Only God Can Create

Satan has many disciples in this world. Some know him by other names, or worship him in spirit without recognizing his actual existence (e.g. Mammon). The irony, of course, is that the Devil is simply a posturer, or in modern parlance, a poser. And the presence of the Holy Spirit makes any single Christian more than his match.

A prime evidence of Satan’s weakness is that he is a mere created being, without any creative powers of his own. Although some would grant the Adversary a glory he does not own, the truth is that since his expulsion from Heaven, he has devolved into the Great Pretender.

C.S. Lewis never pretended to be a theologian (for whatever authority that debatable title might convey). Instead, he was a brilliant disciple of Jesus with a sincere desire to follow the teachings of the Scriptures. Lewis certainly wasn’t infallible (and he has many critics who delight in pointing out that obvious fact).

Nevertheless, Lewis’ private insights on the subject of Lucifer’s noncreative limitation are right on the biblical target. Responding to a question posed by a reader, Lewis offered his opinion. 

Dear Mrs [Belle] Allen, I think it would be dangerous to suppose that Satan had created all the creatures that are disagreeable or dangerous to us for (a) those creatures, if they could think, would have just the same reason for thinking that we were created by Satan. (b) I don’t think evil, in the strict sense, can create.

It can spoil something that Another has created. Satan may have corrupted other creatures as well as us.
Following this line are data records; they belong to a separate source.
// src/memory.rs
//
// Process-local RemoteStore.
//
// Emulates the parts of the S3 wire behavior the adapter relies on: 404 codes for
// absent keys and uploads, inclusive ranges with 416 past the end, CRC32 header
// validation, declared-length checks on streamed bodies and multipart assembly with
// the usual part ordering and minimum-size rules. Error statuses, codes and messages
// mirror what S3 returns so error classification is exercised as in production.

use std::collections::{BTreeMap, HashMap};

use async_trait::async_trait;
use bytes::{Bytes, BytesMut};
use futures::TryStreamExt;
use tokio::sync::Mutex;
use tracing::debug;

use crate::checksum::Crc32;
use crate::constants::MIN_S3_MULTIPART_PART_SIZE;
use crate::error::RemoteError;
use crate::multipart::Chunk;
use crate::remote::{ByteRange, ObjectBody, ObjectHead, RemoteStore};

#[derive(Debug, Default)]
struct PendingUpload {
    key: String,
    parts: BTreeMap<u32, (String, Bytes)>,
}

#[derive(Debug, Default)]
struct State {
    objects: BTreeMap<String, Bytes>,
    uploads: HashMap<String, PendingUpload>,
    upload_seq: u64,
}

/// In-memory bucket.
#[derive(Debug, Default)]
pub struct InMemoryStore {
    state: Mutex<State>,
}

impl InMemoryStore {
    pub fn new() -> Self {
        Self::default()
    }

    /// Stored object count.
    pub async fn object_count(&self) -> usize {
        self.state.lock().await.objects.len()
    }

    /// Multipart uploads neither completed nor aborted.
    pub async fn pending_uploads(&self) -> usize {
        self.state.lock().await.uploads.len()
    }

    /// Raw object content, bypassing the request path.
    pub async fn object(&self, key: &str) -> Option<Bytes> {
        self.state.lock().await.objects.get(key).cloned()
    }
}

fn etag(data: &[u8]) -> String {
    format!("\"{:08x}\"", crc32fast::hash(data))
}

fn no_such_key(operation: &'static str) -> RemoteError {
    RemoteError::new(
        operation,
        Some(404),
        Some("NoSuchKey"),
        Some("The specified key does not exist."),
    )
}

fn no_such_upload(operation: &'static str) -> RemoteError {
    RemoteError::new(
        operation,
        Some(404),
        Some("NoSuchUpload"),
        Some("The specified upload does not exist."),
    )
}

fn bad_request(operation: &'static str, code: &str, message: &str) -> RemoteError {
    RemoteError::new(operation, Some(400), Some(code), Some(message))
}

/// Drain the body, enforcing the declared length of streams.
async fn read_body(operation: &'static str, body: ObjectBody) -> Result<Bytes, RemoteError> {
    match body {
        ObjectBody::Bytes(bytes) => Ok(bytes),
        ObjectBody::Stream { mut chunks, size } => {
            let mut buf = BytesMut::new();
            while let Some(chunk) = chunks
                .try_next()
                .await
                .map_err(|e| RemoteError::transport(operation, e))?
            {
                buf.extend_from_slice(&chunk);
            }
            if buf.len() as u64 != size {
                return Err(bad_request(
                    operation,
                    "IncompleteBody",
                    "You did not provide the number of bytes specified by the Content-Length HTTP header.",
                ));
            }
            Ok(buf.freeze())
        }
    }
}

fn verify_checksum(
    operation: &'static str,
    data: &[u8],
    checksum_crc32: Option<&str>,
) -> Result<(), RemoteError> {
    let Some(declared) = checksum_crc32 else {
        return Ok(());
    };
    let Some(expected) = Crc32::decode(declared) else {
        return Err(bad_request(
            operation,
            "InvalidRequest",
            "Value for x-amz-checksum-crc32 header is invalid.",
        ));
    };
    if crc32fast::hash(data) != expected {
        return Err(bad_request(
            operation,
            "BadDigest",
            "The CRC32 you specified did not match the calculated checksum.",
        ));
    }
    Ok(())
}

#[async_trait]
impl RemoteStore for InMemoryStore {
    async fn put_object(
        &self,
        key: &str,
        body: ObjectBody,
        checksum_crc32: Option<&str>,
    ) -> Result<(), RemoteError> {
        let data = read_body("PutObject", body).await?;
        verify_checksum("PutObject", &data, checksum_crc32)?;
        self.state.lock().await.objects.insert(key.to_owned(), data);
        Ok(())
    }

    async fn get_object(&self, key: &str, range: Option<ByteRange>) -> Result<Bytes, RemoteError> {
        let state = self.state.lock().await;
        let data = state.objects.get(key).ok_or_else(|| no_such_key("GetObject"))?;
        let Some(range) = range else {
            return Ok(data.clone());
        };
        let len = data.len() as u64;
        if range.start() >= len {
            return Err(RemoteError::new(
                "GetObject",
                Some(416),
                Some("InvalidRange"),
                Some("The requested range is not satisfiable"),
            ));
        }
        let end = range.end().min(len - 1);
        Ok(data.slice(range.start() as usize..=end as usize))
    }

    async fn head_object(&self, key: &str) -> Result<ObjectHead, RemoteError> {
        let state = self.state.lock().await;
        let data = state
            .objects
            .get(key)
            .ok_or_else(|| RemoteError::new("HeadObject", Some(404), Some("NotFound"), None))?;
        Ok(ObjectHead {
            content_length: data.len() as u64,
            e_tag: Some(etag(data)),
        })
    }

    async fn list_objects(&self, prefix: Option<&str>) -> Result<Vec<String>, RemoteError> {
        let prefix = prefix.unwrap_or("");
        let state = self.state.lock().await;
        Ok(state
            .objects
            .keys()
            .filter(|k| k.starts_with(prefix))
            .cloned()
            .collect())
    }

    async fn copy_object(&self, source: &str, destination: &str) -> Result<(), RemoteError> {
        let mut state = self.state.lock().await;
        let data = state
            .objects
            .get(source)
            .cloned()
            .ok_or_else(|| no_such_key("CopyObject"))?;
        state.objects.insert(destination.to_owned(), data);
        Ok(())
    }

    async fn delete_object(&self, key: &str) -> Result<(), RemoteError> {
        self.state.lock().await.objects.remove(key);
        Ok(())
    }

    async fn create_multipart_upload(&self, key: &str) -> Result<Option<String>, RemoteError> {
        let mut state = self.state.lock().await;
        state.upload_seq += 1;
        let upload_id = format!("mem-upload-{:06}", state.upload_seq);
        state.uploads.insert(
            upload_id.clone(),
            PendingUpload {
                key: key.to_owned(),
                parts: BTreeMap::new(),
            },
        );
        Ok(Some(upload_id))
    }

    async fn upload_part(
        &self,
        key: &str,
        upload_id: &str,
        part_number: u32,
        body: ObjectBody,
    ) -> Result<Option<String>, RemoteError> {
        let data = read_body("UploadPart", body).await?;
        let mut state = self.state.lock().await;
        let upload = state
            .uploads
            .get_mut(upload_id)
            .filter(|u| u.key == key)
            .ok_or_else(|| no_such_upload("UploadPart"))?;
        let tag = etag(&data);
        upload.parts.insert(part_number, (tag.clone(), data));
        Ok(Some(tag))
    }

    async fn complete_multipart_upload(
        &self,
        key: &str,
        upload_id: &str,
        parts: &[Chunk],
        checksum_crc32: Option<&str>,
    ) -> Result<(), RemoteError> {
        const OP: &str = "CompleteMultipartUpload";

        let mut state = self.state.lock().await;
        let upload = state
            .uploads
            .get(upload_id)
            .filter(|u| u.key == key)
            .ok_or_else(|| no_such_upload(OP))?;

        if parts.is_empty() {
            return Err(bad_request(
                OP,
                "MalformedXML",
                "The XML you provided was not well-formed or did not validate against our published schema.",
            ));
        }

        let mut assembled = BytesMut::new();
        let mut last_number = 0;
        for (i, chunk) in parts.iter().enumerate() {
            if chunk.part_number <= last_number {
                return Err(bad_request(
                    OP,
                    "InvalidPartOrder",
                    "The list of parts was not in ascending order.",
                ));
            }
            last_number = chunk.part_number;

            let (tag, data) = upload
                .parts
                .get(&chunk.part_number)
                .filter(|(tag, _)| *tag == chunk.tag)
                .ok_or_else(|| {
                    bad_request(
                        OP,
                        "InvalidPart",
                        "One or more of the specified parts could not be found.",
                    )
                })?;
            if i + 1 < parts.len() && data.len() < MIN_S3_MULTIPART_PART_SIZE {
                return Err(bad_request(
                    OP,
                    "EntityTooSmall",
                    "Your proposed upload is smaller than the minimum allowed object size.",
                ));
            }
            debug!("assembling part {} ({}, {} bytes)", chunk.part_number, tag, data.len());
            assembled.extend_from_slice(data);
        }

        let assembled = assembled.freeze();
        verify_checksum(OP, &assembled, checksum_crc32)?;

        state.uploads.remove(upload_id);
        state.objects.insert(key.to_owned(), assembled);
        Ok(())
    }

    async fn abort_multipart_upload(&self, key: &str, upload_id: &str) -> Result<(), RemoteError> {
        let mut state = self.state.lock().await;
        if !state.uploads.get(upload_id).is_some_and(|u| u.key == key) {
            return Err(no_such_upload("AbortMultipartUpload"));
        }
        state.uploads.remove(upload_id);
        Ok(())
    }
}

#[cfg(test)]
mod tests {
    use super::*;

    #[tokio::test]
    async fn ranges_are_clamped_and_checked() {
        let store = InMemoryStore::new();
        store
            .put_object("k", Bytes::from_static(b"abcdef").into(), None)
            .await
            .unwrap();

        let got = store.get_object("k", Some(ByteRange::new(4, 100).unwrap())).await.unwrap();
        assert_eq!(&got[..], b"ef");

        let err = store
            .get_object("k", Some(ByteRange::new(6, 7).unwrap()))
            .await
            .unwrap_err();
        assert_eq!(err.status, Some(416));
    }

    #[tokio::test]
    async fn listing_is_textual_prefix_match() {
        let store = InMemoryStore::new();
        for key in ["a/1", "a/2", "ab/3", "b"] {
            store.put_object(key, ObjectBody::empty(), None).await.unwrap();
        }
        let keys = store.list_objects(Some("a")).await.unwrap();
        assert_eq!(keys, vec!["a/1", "a/2", "ab/3"]);
    }

    #[tokio::test]
    async fn short_stream_is_rejected() {
        let store = InMemoryStore::new();
        let chunks = futures::stream::iter(vec![Ok(Bytes::from_static(b"abc"))]);
        let err = store
            .put_object("k", ObjectBody::stream(chunks, 10), None)
            .await
            .unwrap_err();
        assert_eq!(err.code.as_deref(), Some("IncompleteBody"));
        assert_eq!(store.object_count().await, 0);
    }

    #[tokio::test]
    async fn small_middle_part_is_rejected() {
        let store = InMemoryStore::new();
        let id = store.create_multipart_upload("k").await.unwrap().unwrap();
        let mut chunks = Vec::new();
        for n in 1..=2 {
            let tag = store
                .upload_part("k", &id, n, Bytes::from_static(b"tiny").into())
                .await
                .unwrap()
                .unwrap();
            chunks.push(Chunk { part_number: n, tag });
        }
        let err = store
            .complete_multipart_upload("k", &id, &chunks, None)
            .await
            .unwrap_err();
        assert_eq!(err.code.as_deref(), Some("EntityTooSmall"));
        assert_eq!(store.pending_uploads().await, 1);
    }
}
Part of the corruption in us might be the unreasoning horror and disgust we feel at some creatures quite apart from any harm they can do us. (I can’t abide a spider myself.) (correspondence, 11 January 1954).

No, God alone creates . . . and redeems. The impotent Devil can never create, or rescue. His utter corruption results in an admittedly powerful spiritual being (a fallen angel) who is devoted to twisting, breaking, tainting, warping, spoiling, corrupting, rotting, perverting, and ruining all that God loves.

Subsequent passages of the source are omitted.